My BBS worked best when called using MusicTerm, my custom terminal program. It added the ability of music, character redefinition & animation, sprites w/animation and joystick control. There was also a 128 version of the BBS(great for the faster drive speed), but the term only worked on a 64 or on a 128 running in 64 mode.

This was back in the day of 300 baud(1200 if you were lucky). Things to note:

  • speed of the menus
  • inside-out opening of the main menu
  • animated characters - arrows, ? and +
  • animated sprite (64-net in top-right corner)
  • and of course, the music.


The speed of the menus was possible because I had set aside part of the 64's RAM as "mini buffers". I believe there were 64 mini buffers and they each could hold up to 64 bytes(conviently sized for holding sprite data). Sprites could be animated by sending a command that included a sequence of mini buffers to step thru, and the speed at which to animate. Mini buffers could also hold character animation(8 frames) as well as text. With the mini buffers you could output cached text at the rate of 64 characters for every 2 sent(simulating 9600 baud on a 300 baud connection).
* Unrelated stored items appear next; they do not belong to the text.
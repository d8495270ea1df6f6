use std::collections::BTreeSet;

use thiserror::Error;
use tracing::warn;

use crate::{Map, Show, StateId};

/// An immutable finite automaton. Instances can only be obtained through an
/// [`AutomatonBuilder`], which guarantees that the initial state is a member of the state
/// set, that all final states are declared states and that every stored transition has a
/// declared source, a declared target and a symbol from the alphabet. Nothing mutates an
/// automaton after construction, so the analyses may freely share references to it.
#[derive(Debug, Clone, Eq, PartialEq)]
pub struct Automaton {
    states: BTreeSet<StateId>,
    alphabet: BTreeSet<char>,
    initial: StateId,
    final_states: BTreeSet<StateId>,
    transitions: Map<StateId, Vec<(char, StateId)>>,
}

impl Automaton {
    /// The set of declared states, in ascending order.
    pub fn states(&self) -> &BTreeSet<StateId> {
        &self.states
    }

    /// The set of alphabet symbols.
    pub fn alphabet(&self) -> &BTreeSet<char> {
        &self.alphabet
    }

    /// The designated initial state. Guaranteed to be a member of [`Self::states`].
    pub fn initial(&self) -> StateId {
        self.initial
    }

    /// The set of final (accepting) states. Guaranteed to be a subset of [`Self::states`].
    pub fn final_states(&self) -> &BTreeSet<StateId> {
        &self.final_states
    }

    /// Returns whether `q` is a final state.
    pub fn is_final(&self, q: StateId) -> bool {
        self.final_states.contains(&q)
    }

    /// Returns the outgoing transitions of `q` in insertion order, or an empty slice if `q`
    /// has none. States without outgoing transitions are simply absent from the underlying
    /// map.
    pub fn transitions_from(&self, q: StateId) -> &[(char, StateId)] {
        self.transitions.get(&q).map(Vec::as_slice).unwrap_or(&[])
    }

    /// The total number of stored transitions.
    pub fn transition_count(&self) -> usize {
        self.transitions.values().map(Vec::len).sum()
    }
}

/// The fatal construction failures. In contrast to a [`ValidationWarning`], encountering one
/// of these aborts construction, no [`Automaton`] value comes into existence and nothing can
/// be analyzed. Keeping this separate from the warning type is deliberate, the two must not
/// be merged into a single "invalid input" kind.
#[derive(Debug, Clone, Copy, Eq, PartialEq, Error)]
pub enum BuildError {
    /// The designated initial state is not a member of the declared state set.
    #[error("Initial state is not in the set of states")]
    InitialStateNotDeclared(StateId),
    /// [`AutomatonBuilder::build`] was called without a successfully set initial state.
    #[error("No initial state was given")]
    MissingInitialState,
}

/// A recoverable validation failure. The offending entry is reported and skipped,
/// construction continues with the remaining entries.
#[derive(Debug, Clone, Copy, Eq, PartialEq, Error)]
pub enum ValidationWarning {
    /// A final-state entry references a state that was never declared.
    #[error("State {0} is not in the set of states")]
    UndeclaredFinalState(StateId),
    /// The source of a transition was never declared as a state.
    #[error("State {0} is not in the set of states")]
    UndeclaredTransitionSource(StateId),
    /// The target of a transition was never declared as a state.
    #[error("State {0} is not in the set of states")]
    UndeclaredTransitionTarget(StateId),
    /// A transition is labelled with a symbol outside the alphabet.
    #[error("Symbol {0} is not in the alphabet")]
    UndeclaredSymbol(char),
}

/// Accumulates the pieces of an automaton and validates each one as it arrives. States and
/// symbols must be declared before anything referencing them, which is exactly the order the
/// interactive session supplies them in.
///
/// Entries that fail validation are returned as [`ValidationWarning`]s and additionally
/// collected in [`Self::warnings`], the builder itself keeps going. Only
/// [`Self::set_initial`] can fail for real.
///
/// # Example
/// ```
/// use statesweep::prelude::*;
///
/// let mut builder = AutomatonBuilder::default();
/// builder.add_states([0, 1, 2]);
/// builder.add_symbols(['a', 'b']);
/// builder.set_initial(0).unwrap();
/// assert!(builder.add_final_state(2).is_none());
/// assert!(builder.add_transition(0, 'a', 1).is_none());
/// // state 7 was never declared, the entry is dropped
/// assert!(builder.add_transition(1, 'b', 7).is_some());
/// let automaton = builder.build().unwrap();
/// assert_eq!(automaton.transition_count(), 1);
/// ```
#[derive(Debug, Clone, Default)]
pub struct AutomatonBuilder {
    states: BTreeSet<StateId>,
    alphabet: BTreeSet<char>,
    initial: Option<StateId>,
    final_states: BTreeSet<StateId>,
    transitions: Map<StateId, Vec<(char, StateId)>>,
    warnings: Vec<ValidationWarning>,
}

impl AutomatonBuilder {
    /// Declares a state. Duplicates collapse under set semantics.
    pub fn add_state(&mut self, q: StateId) {
        self.states.insert(q);
    }

    /// Declares all states yielded by the given iterator.
    pub fn add_states<I: IntoIterator<Item = StateId>>(&mut self, iter: I) {
        self.states.extend(iter);
    }

    /// Declares an alphabet symbol. Duplicates collapse under set semantics.
    pub fn add_symbol(&mut self, sym: char) {
        self.alphabet.insert(sym);
    }

    /// Declares all symbols yielded by the given iterator.
    pub fn add_symbols<I: IntoIterator<Item = char>>(&mut self, iter: I) {
        self.alphabet.extend(iter);
    }

    /// Designates `q` as the initial state. Fails if `q` has not been declared, this is the
    /// one fatal condition during construction and the caller must not proceed past it.
    pub fn set_initial(&mut self, q: StateId) -> Result<(), BuildError> {
        if !self.states.contains(&q) {
            return Err(BuildError::InitialStateNotDeclared(q));
        }
        self.initial = Some(q);
        Ok(())
    }

    /// Marks `q` as a final state. If `q` was never declared the entry is skipped and the
    /// corresponding warning is returned (and recorded).
    pub fn add_final_state(&mut self, q: StateId) -> Option<ValidationWarning> {
        if !self.states.contains(&q) {
            return Some(self.skip(ValidationWarning::UndeclaredFinalState(q)));
        }
        self.final_states.insert(q);
        None
    }

    /// Adds a transition from `q` to `p` labelled with `sym`. Each field is checked
    /// independently, the first failing check determines the returned warning and the whole
    /// triple is dropped. Valid duplicates are kept, the relation may be non-deterministic.
    pub fn add_transition(&mut self, q: StateId, sym: char, p: StateId) -> Option<ValidationWarning> {
        if !self.states.contains(&q) {
            return Some(self.skip(ValidationWarning::UndeclaredTransitionSource(q)));
        }
        if !self.states.contains(&p) {
            return Some(self.skip(ValidationWarning::UndeclaredTransitionTarget(p)));
        }
        if !self.alphabet.contains(&sym) {
            return Some(self.skip(ValidationWarning::UndeclaredSymbol(sym)));
        }
        self.transitions.entry(q).or_default().push((sym, p));
        None
    }

    /// All warnings accumulated so far, in the order they occurred.
    pub fn warnings(&self) -> &[ValidationWarning] {
        &self.warnings
    }

    /// Finalizes construction. The membership of the initial state is checked once more so
    /// that an automaton with an undeclared initial state cannot exist even if the caller
    /// ignored the error from [`Self::set_initial`].
    pub fn build(self) -> Result<Automaton, BuildError> {
        let initial = self.initial.ok_or(BuildError::MissingInitialState)?;
        if !self.states.contains(&initial) {
            return Err(BuildError::InitialStateNotDeclared(initial));
        }
        Ok(Automaton {
            states: self.states,
            alphabet: self.alphabet,
            initial,
            final_states: self.final_states,
            transitions: self.transitions,
        })
    }

    fn skip(&mut self, warning: ValidationWarning) -> ValidationWarning {
        warn!("skipping invalid entry: {warning}");
        self.warnings.push(warning);
        warning
    }
}

impl Show for Automaton {
    fn show(&self) -> String {
        format!(
            "automaton with states {} over {}, initial {} and final states {}",
            StateId::show_collection(self.states.iter()),
            char::show_collection(self.alphabet.iter()),
            self.initial.show(),
            StateId::show_collection(self.final_states.iter())
        )
    }
}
The inside-out main menu is possible because I'd added support for the C=128 Control and ESCape codes. This made it possible to quickly jump around the screen and to shift characters back and forth. When you logged on a randomly selected menu would be stored in the mini buffers. I had main menus that would come onscreen by sliding in from the left, right, and down from the top. The inside-out menu was the most complicated - I had to write a program to generate the text stream.

We'd often use the animated sprites around the holidays - a ghost, witch or skeleton would dance across the screen for Halloween, Santa for Xmas and so on. Nimrod IX ran the Musician's Guild and had come up with an interesting animation for Thanksgiving. First time at the menu a turkey would run across the screen. Second time an axe would chase the turkey across the screen. The third time a nice steaming roasted turkey would be on the screen.
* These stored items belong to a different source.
use std::collections::VecDeque;
use std::io::{BufRead, Write};

use itertools::Itertools;
use thiserror::Error;
use tracing::debug;

use crate::automaton::{AutomatonBuilder, BuildError};
use crate::{dead::dead_states, reachability::unreachable_states, Show, StateId};

/// The ways an interactive session can end prematurely. Everything here is fatal for the
/// session, the recoverable validation failures never surface as errors but are rendered
/// inline as `Error:` lines.
#[derive(Debug, Error)]
pub enum SessionError {
    /// Construction of the automaton failed, see [`BuildError`].
    #[error("automaton construction failed: {0}")]
    Build(#[from] BuildError),
    /// A token could not be parsed as the kind of value that was expected at its position.
    #[error("expected {expected}, got `{token}`")]
    MalformedToken {
        /// What the session was trying to read.
        expected: &'static str,
        /// The offending token.
        token: String,
    },
    /// The input stream ended while a value was still expected.
    #[error("input ended while reading {0}")]
    UnexpectedEnd(&'static str),
    /// Reading from the input or writing to the output failed.
    #[error(transparent)]
    Io(#[from] std::io::Error),
}

/// Splits an input stream into whitespace-separated tokens, refilling line by line. The
/// original prompt loop accepts values separated by any whitespace, including several per
/// line, and so do we.
struct Tokens<R> {
    read: R,
    pending: VecDeque<String>,
}

impl<R: BufRead> Tokens<R> {
    fn new(read: R) -> Self {
        Self {
            read,
            pending: VecDeque::new(),
        }
    }

    fn next(&mut self, expected: &'static str) -> Result<String, SessionError> {
        loop {
            if let Some(token) = self.pending.pop_front() {
                return Ok(token);
            }
            let mut line = String::new();
            if self.read.read_line(&mut line)? == 0 {
                return Err(SessionError::UnexpectedEnd(expected));
            }
            self.pending
                .extend(line.split_whitespace().map(str::to_owned));
        }
    }

    fn count(&mut self, expected: &'static str) -> Result<usize, SessionError> {
        let token = self.next(expected)?;
        token.parse().map_err(|_| SessionError::MalformedToken {
            expected,
            token,
        })
    }

    fn state(&mut self, expected: &'static str) -> Result<StateId, SessionError> {
        let token = self.next(expected)?;
        token.parse().map_err(|_| SessionError::MalformedToken {
            expected,
            token,
        })
    }

    fn symbol(&mut self, expected: &'static str) -> Result<char, SessionError> {
        let token = self.next(expected)?;
        let mut chars = token.chars();
        match (chars.next(), chars.next()) {
            (Some(sym), None) => Ok(sym),
            _ => Err(SessionError::MalformedToken { expected, token }),
        }
    }
}

/// Runs one interactive session: prompts for the pieces of an automaton in the order
/// states, alphabet, initial state, final states, transitions, then reports the unreachable
/// and the dead states. Invalid final states and transitions are rendered as `Error:` lines
/// and skipped, an undeclared initial state ends the session immediately and produces no
/// analysis output at all.
///
/// Generic over the streams so tests can drive the loop with in-memory buffers.
pub fn run_session<R: BufRead, W: Write>(read: R, mut out: W) -> Result<(), SessionError> {
    let mut tokens = Tokens::new(read);
    let mut builder = AutomatonBuilder::default();

    write!(out, "Enter number of states: ")?;
    out.flush()?;
    let num_states = tokens.count("number of states")?;
    write!(out, "Enter states (as integers): ")?;
    out.flush()?;
    for _ in 0..num_states {
        builder.add_state(tokens.state("a state")?);
    }

    write!(out, "Enter number of symbols in the alphabet: ")?;
    out.flush()?;
    let num_symbols = tokens.count("number of symbols")?;
    write!(out, "Enter symbols (as characters): ")?;
    out.flush()?;
    for _ in 0..num_symbols {
        builder.add_symbol(tokens.symbol("a symbol")?);
    }

    write!(out, "Enter the initial state: ")?;
    out.flush()?;
    if let Err(e) = builder.set_initial(tokens.state("the initial state")?) {
        writeln!(out, "Error: {e}!")?;
        return Err(e.into());
    }

    write!(out, "Enter number of final states: ")?;
    out.flush()?;
    let num_final = tokens.count("number of final states")?;
    write!(out, "Enter final states: ")?;
    out.flush()?;
    for _ in 0..num_final {
        if let Some(warning) = builder.add_final_state(tokens.state("a final state")?) {
            writeln!(out, "Error: {warning}!")?;
        }
    }

    write!(out, "Enter number of transitions: ")?;
    out.flush()?;
    let num_transitions = tokens.count("number of transitions")?;
    writeln!(out, "Enter transitions (format: current_state symbol next_state):")?;
    for _ in 0..num_transitions {
        let q = tokens.state("a transition source")?;
        let sym = tokens.symbol("a transition symbol")?;
        let p = tokens.state("a transition target")?;
        if let Some(warning) = builder.add_transition(q, sym, p) {
            writeln!(out, "Error: {warning}!")?;
        }
    }

    let automaton = builder.build()?;
    debug!("built {}", automaton.show());

    let unreachable = unreachable_states(&automaton);
    let dead = dead_states(&automaton);

    writeln!(
        out,
        "Unreachable states: {}",
        unreachable.iter().map(|q| q.show()).join(" ")
    )?;
    writeln!(out, "Dead states: {}", dead.iter().map(|q| q.show()).join(" "))?;
    Ok(())
}

#[cfg(test)]
mod tests {
    use super::*;
    use std::io::Cursor;

    fn run(input: &str) -> (Result<(), SessionError>, String) {
        let mut out = Vec::new();
        let result = run_session(Cursor::new(input), &mut out);
        (result, String::from_utf8(out).unwrap())
    }

    #[test]
    fn full_session() {
        // Example A: states {0, 1, 2}, alphabet {a}, initial 0, final {2}, one transition
        let (result, out) = run("3\n0 1 2\n1\na\n0\n1\n2\n1\n0 a 1\n");
        result.unwrap();
        assert!(out.contains("Unreachable states: 2\n"));
        assert!(out.contains("Dead states: 0 1\n"));
    }

    #[test]
    fn tokens_may_share_lines() {
        let (result, out) = run("2 0 1 1 a 0 1 1 1 0 a 1");
        result.unwrap();
        assert!(out.contains("Unreachable states: \n"));
        assert!(out.contains("Dead states: \n"));
    }

    #[test]
    fn undeclared_initial_state_aborts_without_analysis() {
        let (result, out) = run("2\n0 1\n1\na\n7\n");
        assert!(matches!(
            result,
            Err(SessionError::Build(BuildError::InitialStateNotDeclared(7)))
        ));
        assert!(out.contains("Error: Initial state is not in the set of states!\n"));
        assert!(!out.contains("Unreachable states:"));
        assert!(!out.contains("Dead states:"));
    }

    #[test]
    fn invalid_entries_are_reported_and_skipped() {
        // final state 5 and the transition into 9 are undeclared, both get dropped
        let (result, out) = run("3\n0 1 2\n1\na\n0\n2\n2 5\n2\n0 a 1\n1 a 9\n");
        result.unwrap();
        assert!(out.contains("Error: State 5 is not in the set of states!\n"));
        assert!(out.contains("Error: State 9 is not in the set of states!\n"));
        // analysis proceeds on the reduced model
        assert!(out.contains("Unreachable states: 2\n"));
        assert!(out.contains("Dead states: 0 1\n"));
    }

    #[test]
    fn prompts_appear_in_order() {
        let (result, out) = run("1\n0\n1\na\n0\n0\n0\n");
        result.unwrap();
        let positions: Vec<_> = [
            "Enter number of states: ",
            "Enter states (as integers): ",
            "Enter number of symbols in the alphabet: ",
            "Enter symbols (as characters): ",
            "Enter the initial state: ",
            "Enter number of final states: ",
            "Enter final states: ",
            "Enter number of transitions: ",
            "Enter transitions (format: current_state symbol next_state):",
        ]
        .iter()
        .map(|prompt| out.find(prompt).unwrap())
        .collect();
        assert!(positions.windows(2).all(|w| w[0] < w[1]));
    }

    #[test]
    fn malformed_count_is_an_error() {
        let (result, _) = run("many\n");
        assert!(matches!(
            result,
            Err(SessionError::MalformedToken { expected: "number of states", .. })
        ));
    }

    #[test]
    fn multi_character_symbol_is_an_error() {
        let (result, _) = run("1\n0\n1\nab\n");
        assert!(matches!(result, Err(SessionError::MalformedToken { .. })));
    }

    #[test]
    fn truncated_input_is_an_error() {
        let (result, _) = run("2\n0\n");
        assert!(matches!(result, Err(SessionError::UnexpectedEnd(_))));
    }
}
When I first wrote the BBS/term, music required a 1200 baud modem to work. Around that time people figured out how to push the 300 baud modems faster by tweeking the timing values, so I added that ability to the term and BBS. I found that 450 baud was fast enough to play back the music. Knowing that, I came up with a compression scheme that packed 8 bytes of music data into 5 bytes, which enabled the music to work in realtime for 300 baud callers. The music was compatible with the 128's PLAY and ENVELOPE, TEMPO commands, though I'd enhanced the envelope with parameters for portamento and vibrato which are used to great effect in the Music Sub demo.
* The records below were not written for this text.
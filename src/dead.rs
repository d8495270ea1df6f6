use std::collections::BTreeSet;

use tracing::trace;

use crate::{automaton::Automaton, Set, Show, StateId};

/// Decides whether any final state is reachable from `from` via zero or more transitions.
/// A state that is itself final counts as reachable.
///
/// The search carries its own visited set, a state encountered twice within the same query
/// is a dead end and is not expanded again. This is the cycle guard, without it a self-loop
/// would never terminate. The explicit stack replaces call-stack recursion and preserves the
/// same backtracking behaviour.
fn can_reach_final(automaton: &Automaton, from: StateId) -> bool {
    let mut visited = Set::from_iter([from]);
    let mut stack = vec![from];

    while let Some(q) = stack.pop() {
        if automaton.is_final(q) {
            return true;
        }
        for &(_, p) in automaton.transitions_from(q) {
            if visited.insert(p) {
                stack.push(p);
            }
        }
    }
    false
}

/// Computes the set of dead states, i.e. the non-final states from which no final state is
/// reachable. Words entering a dead state can never be accepted, which is what makes these
/// states removable during cleanup.
///
/// Per declared state: final states are never dead, states without outgoing transitions are
/// dead unless final, everything else is decided by a fresh search via `can_reach_final`.
/// Quadratic in the worst case, which is fine at the scale of interactively entered
/// automata.
pub fn dead_states(automaton: &Automaton) -> BTreeSet<StateId> {
    automaton
        .states()
        .iter()
        .copied()
        .filter(|&q| {
            if automaton.is_final(q) {
                return false;
            }
            if automaton.transitions_from(q).is_empty() {
                trace!("state {} has no outgoing transitions, dead", q.show());
                return true;
            }
            !can_reach_final(automaton, q)
        })
        .collect()
}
I initially tried selling MusicTerm, but there weren't that many people interested in buying it. I ended up making it a free download and that resulted in more sales of the BBS software. I paid for a number of college textbooks that way icon_smile.gif

One of my friends ran an Atari based BBS so MusicTerm also supported ATASCII so users could also call Atari BBSes and see what they would have seen, including the ATASCII movies (link now dead, here's an archive from the Wayback Machine). Commodore BBSes had the same thing, called Color/Graphic movies, or C/G for short. I think they were called that to emphasize the Commodore's support of different colors for each character while the ATASCII screens were monochrome.

My BBS was called The Dragon's Lair and I became known as The Dragon Master, or The Dm for short. Had personalized plates a couple years before Texas decided to do some price gouging ('85 was $10 extra, '86 was $25 extra, believe it then jumped to $75). I've never had them since, so in the long run Texas ended up losing out on some easy money.